**Description of the task:** Retype the entries in full.

[Recorded data]
•••••

//! Immutable parser configuration.

use crate::error::CsvError;
use crate::flags::{make_parse_flags, make_ws_flags, FlagTable, WhitespaceTable};

/// 0-based index of the header row, or "no header".
#[derive(Copy, Clone, Eq, PartialEq, Debug)]
pub enum HeaderRow {
    /// The row at this index supplies column names; it is not itself yielded
    /// to the caller.
    Index(usize),
    /// No row is treated as a header; [`crate::ColNames`] stays empty and
    /// name-based field access always fails.
    None,
}

/// Behavior when a row's field count differs from the header's.
#[derive(Copy, Clone, Eq, PartialEq, Debug, Default)]
pub enum VariableColumnPolicy {
    /// Surface a [`CsvError::MalformedRow`] for the offending row.
    Strict,
    /// Keep the row as-is; index-based access past its field count still
    /// fails with [`CsvError::OutOfRange`].
    #[default]
    Keep,
    /// Silently drop rows whose field count disagrees with the header's.
    Ignore,
}

/// Immutable parser configuration.
///
/// Construct with [`FormatBuilder`]; `Format::default()` matches RFC 4180's
/// comma-separated, double-quote-escaped defaults.
#[derive(Clone)]
pub struct Format {
    pub(crate) delimiter: char,
    pub(crate) quote: u8,
    pub(crate) quoting_enabled: bool,
    pub(crate) trim_chars: Vec<u8>,
    pub(crate) header_row: HeaderRow,
    pub(crate) variable_column_policy: VariableColumnPolicy,
    pub(crate) null_values: Vec<String>,
    pub(crate) parse_flags: FlagTable,
    pub(crate) ws_flags: WhitespaceTable,
}

impl Default for Format {
    fn default() -> Self {
        FormatBuilder::new().build().expect("default format is valid")
    }
}

impl Format {
    /// The configured field delimiter, as a Unicode code point.
    pub fn delimiter(&self) -> char {
        self.delimiter
    }

    /// The configured quote byte.
    pub fn quote(&self) -> u8 {
        self.quote
    }

    /// Whether quoting is enabled.
    pub fn quoting_enabled(&self) -> bool {
        self.quoting_enabled
    }

    /// The configured header row position.
    pub fn header_row(&self) -> HeaderRow {
        self.header_row
    }

    /// The configured variable-column-count policy.
    pub fn variable_column_policy(&self) -> VariableColumnPolicy {
        self.variable_column_policy
    }

    pub(crate) fn delimiter_lead_byte(&self) -> u8 {
        let mut buf = [0u8; 4];
        self.delimiter.encode_utf8(&mut buf).as_bytes()[0]
    }

    pub(crate) fn delimiter_is_multibyte(&self) -> bool {
        self.delimiter.len_utf8() > 1
    }

    pub(crate) fn is_null_value(&self, raw: &[u8]) -> bool {
        if raw.is_empty() {
            return self.null_values.iter().any(|v| v.is_empty());
        }
        match std::str::from_utf8(raw) {
            Ok(s) => self.null_values.iter().any(|v| v == s),
            Err(_) => false,
        }
    }
}

/// Chainable builder for [`Format`].
pub struct FormatBuilder {
    delimiter: char,
    quote: u8,
    quoting_enabled: bool,
    trim_chars: Vec<u8>,
    header_row: HeaderRow,
    variable_column_policy: VariableColumnPolicy,
    null_values: Vec<String>,
}

impl Default for FormatBuilder {
    fn default() -> Self {
        Self::new()
    }
}

impl FormatBuilder {
    /// Starts from RFC 4180 defaults: `,` delimiter, `"` quote, quoting
    /// enabled, no trimming, header at row 0, `keep` column-count policy,
    /// empty string recognized as null.
    pub fn new() -> Self {
        Self {
            delimiter: ',',
            quote: b'"',
            quoting_enabled: true,
            trim_chars: Vec::new(),
            header_row: HeaderRow::Index(0),
            variable_column_policy: VariableColumnPolicy::Keep,
            null_values: vec![String::new()],
        }
    }

    /// Sets the field delimiter. May be multi-byte when UTF-8 encoded.
    #[must_use]
    pub fn delimiter(mut self, delimiter: char) -> Self {
        self.delimiter = delimiter;
        self
    }

    /// Sets the quote byte.
    #[must_use]
    pub fn quote(mut self, quote: u8) -> Self {
        self.quote = quote;
        self
    }

    /// Disables quoting entirely; the quote byte parses as ordinary content.
    #[must_use]
    pub fn no_quote(mut self) -> Self {
        self.quoting_enabled = false;
        self
    }

    /// Sets the set of single-byte characters trimmed from field edges.
    #[must_use]
    pub fn trim_chars(mut self, trim_chars: impl Into<Vec<u8>>) -> Self {
        self.trim_chars = trim_chars.into();
        self
    }

    /// Sets the header row position.
    #[must_use]
    pub fn header_row(mut self, header_row: HeaderRow) -> Self {
        self.header_row = header_row;
        self
    }

    /// Sets the variable-column-count policy.
    #[must_use]
    pub fn variable_column_policy(mut self, policy: VariableColumnPolicy) -> Self {
        self.variable_column_policy = policy;
        self
    }

    /// Sets the set of literal strings recognized by [`crate::Field::is_null`].
    /// Replaces the default (`{""}`) entirely.
    #[must_use]
    pub fn null_values(mut self, null_values: impl Into<Vec<String>>) -> Self {
        self.null_values = null_values.into();
        self
    }

    /// Validates the configuration and builds the immutable [`Format`],
    /// precomputing its flag tables.
    pub fn build(self) -> Result<Format, CsvError> {
        let mut delim_buf = [0u8; 4];
        let delim_bytes = self.delimiter.encode_utf8(&mut delim_buf).as_bytes();
        let delim_lead = delim_bytes[0];

        if self.delimiter == '\n' || self.delimiter == '\r' {
            return Err(CsvError::InvalidFormat("delimiter must not be a newline"));
        }
        if self.quoting_enabled && delim_lead == self.quote {
            return Err(CsvError::InvalidFormat(
                "delimiter and quote must not share a lead byte",
            ));
        }
        if self.quote == b'\n' || self.quote == b'\r' {
            return Err(CsvError::InvalidFormat("quote must not be a newline byte"));
        }
        for &b in &self.trim_chars {
            if b == delim_lead || b == self.quote || b == b'\n' || b == b'\r' {
                return Err(CsvError::InvalidFormat(
                    "trim_chars must not include the delimiter, quote, or a newline byte",
                ));
            }
        }

        let parse_flags = make_parse_flags(
            delim_lead,
            if self.quoting_enabled { Some(self.quote) } else { None },
        );
        let ws_flags = make_ws_flags(&self.trim_chars);

        Ok(Format {
            delimiter: self.delimiter,
            quote: self.quote,
            quoting_enabled: self.quoting_enabled,
            trim_chars: self.trim_chars,
            header_row: self.header_row,
            variable_column_policy: self.variable_column_policy,
            null_values: self.null_values,
            parse_flags,
            ws_flags,
        })
    }
}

•••••

**Response area:**
//! Immutable parser configuration.

use crate::error::CsvError;
use crate::flags::{make_parse_flags, make_ws_flags, FlagTable, WhitespaceTable};

/// 0-based index of the header row, or "no header".
#[derive(Copy, Clone, Eq, PartialEq, Debug)]
pub enum HeaderRow {
    /// The row at this index supplies column names; it is not itself yielded
    /// to the caller.
    Index(usize),
    /// No row is treated as a header; [`crate::ColNames`] stays empty and
    /// name-based field access always fails.
    None,
}

/// Behavior when a row's field count differs from the header's.
#[derive(Copy, Clone, Eq, PartialEq, Debug, Default)]
pub enum VariableColumnPolicy {
    /// Surface a [`CsvError::MalformedRow`] for the offending row.
    Strict,
    /// Keep the row as-is; index-based access past its field count still
    /// fails with [`CsvError::OutOfRange`].
    #[default]
    Keep,
    /// Silently drop rows whose field count disagrees with the header's.
    Ignore,
}

/// Immutable parser configuration.
///
/// Construct with [`FormatBuilder`]; `Format::default()` matches RFC 4180's
/// comma-separated, double-quote-escaped defaults.
#[derive(Clone)]
pub struct Format {
    pub(crate) delimiter: char,
    pub(crate) quote: u8,
    pub(crate) quoting_enabled: bool,
    pub(crate) trim_chars: Vec<u8>,
    pub(crate) header_row: HeaderRow,
    pub(crate) variable_column_policy: VariableColumnPolicy,
    pub(crate) null_values: Vec<String>,
    pub(crate) parse_flags: FlagTable,
    pub(crate) ws_flags: WhitespaceTable,
}

impl Default for Format {
    fn default() -> Self {
        FormatBuilder::new().build().expect("default format is valid")
    }
}

impl Format {
    /// The configured field delimiter, as a Unicode code point.
    pub fn delimiter(&self) -> char {
        self.delimiter
    }

    /// The configured quote byte.
    pub fn quote(&self) -> u8 {
        self.quote
    }

    /// Whether quoting is enabled.
    pub fn quoting_enabled(&self) -> bool {
        self.quoting_enabled
    }

    /// The configured header row position.
    pub fn header_row(&self) -> HeaderRow {
        self.header_row
    }

    /// The configured variable-column-count policy.
    pub fn variable_column_policy(&self) -> VariableColumnPolicy {
        self.variable_column_policy
    }

    pub(crate) fn delimiter_lead_byte(&self) -> u8 {
        let mut buf = [0u8; 4];
        self.delimiter.encode_utf8(&mut buf).as_bytes()[0]
    }

    pub(crate) fn delimiter_is_multibyte(&self) -> bool {
        self.delimiter.len_utf8() > 1
    }

    pub(crate) fn is_null_value(&self, raw: &[u8]) -> bool {
        if raw.is_empty() {
            return self.null_values.iter().any(|v| v.is_empty());
        }
        match std::str::from_utf8(raw) {
            Ok(s) => self.null_values.iter().any(|v| v == s),
            Err(_) => false,
        }
    }
}

/// Chainable builder for [`Format`].
pub struct FormatBuilder {
    delimiter: char,
    quote: u8,
    quoting_enabled: bool,
    trim_chars: Vec<u8>,
    header_row: HeaderRow,
    variable_column_policy: VariableColumnPolicy,
    null_values: Vec<String>,
}

impl Default for FormatBuilder {
    fn default() -> Self {
        Self::new()
    }
}

impl FormatBuilder {
    /// Starts from RFC 4180 defaults: `,` delimiter, `"` quote, quoting
    /// enabled, no trimming, header at row 0, `keep` column-count policy,
    /// empty string recognized as null.
    pub fn new() -> Self {
        Self {
            delimiter: ',',
            quote: b'"',
            quoting_enabled: true,
            trim_chars: Vec::new(),
            header_row: HeaderRow::Index(0),
            variable_column_policy: VariableColumnPolicy::Keep,
            null_values: vec![String::new()],
        }
    }

    /// Sets the field delimiter. May be multi-byte when UTF-8 encoded.
    #[must_use]
    pub fn delimiter(mut self, delimiter: char) -> Self {
        self.delimiter = delimiter;
        self
    }

    /// Sets the quote byte.
    #[must_use]
    pub fn quote(mut self, quote: u8) -> Self {
        self.quote = quote;
        self
    }

    /// Disables quoting entirely; the quote byte parses as ordinary content.
    #[must_use]
    pub fn no_quote(mut self) -> Self {
        self.quoting_enabled = false;
        self
    }

    /// Sets the set of single-byte characters trimmed from field edges.
    #[must_use]
    pub fn trim_chars(mut self, trim_chars: impl Into<Vec<u8>>) -> Self {
        self.trim_chars = trim_chars.into();
        self
    }

    /// Sets the header row position.
    #[must_use]
    pub fn header_row(mut self, header_row: HeaderRow) -> Self {
        self.header_row = header_row;
        self
    }

    /// Sets the variable-column-count policy.
    #[must_use]
    pub fn variable_column_policy(mut self, policy: VariableColumnPolicy) -> Self {
        self.variable_column_policy = policy;
        self
    }

    /// Sets the set of literal strings recognized by [`crate::Field::is_null`].
    /// Replaces the default (`{""}`) entirely.
    #[must_use]
    pub fn null_values(mut self, null_values: impl Into<Vec<String>>) -> Self {
        self.null_values = null_values.into();
        self
    }

    /// Validates the configuration and builds the immutable [`Format`],
    /// precomputing its flag tables.
    pub fn build(self) -> Result<Format, CsvError> {
        let mut delim_buf = [0u8; 4];
        let delim_bytes = self.delimiter.encode_utf8(&mut delim_buf).as_bytes();
        let delim_lead = delim_bytes[0];

        if self.delimiter == '\n' || self.delimiter == '\r' {
            return Err(CsvError::InvalidFormat("delimiter must not be a newline"));
        }
        if self.quoting_enabled && delim_lead == self.quote {
            return Err(CsvError::InvalidFormat(
                "delimiter and quote must not share a lead byte",
            ));
        }
        if self.quote == b'\n' || self.quote == b'\r' {
            return Err(CsvError::InvalidFormat("quote must not be a newline byte"));
        }
        for &b in &self.trim_chars {
            if b == delim_lead || b == self.quote || b == b'\n' || b == b'\r' {
                return Err(CsvError::InvalidFormat(
                    "trim_chars must not include the delimiter, quote, or a newline byte",
                ));
            }
        }

        let parse_flags = make_parse_flags(
            delim_lead,
            if self.quoting_enabled { Some(self.quote) } else { None },
        );
        let ws_flags = make_ws_flags(&self.trim_chars);

        Ok(Format {
            delimiter: self.delimiter,
            quote: self.quote,
            quoting_enabled: self.quoting_enabled,
            trim_chars: self.trim_chars,
            header_row: self.header_row,
            variable_column_policy: self.variable_column_policy,
            null_values: self.null_values,
            parse_flags,
            ws_flags,
        })
    }
}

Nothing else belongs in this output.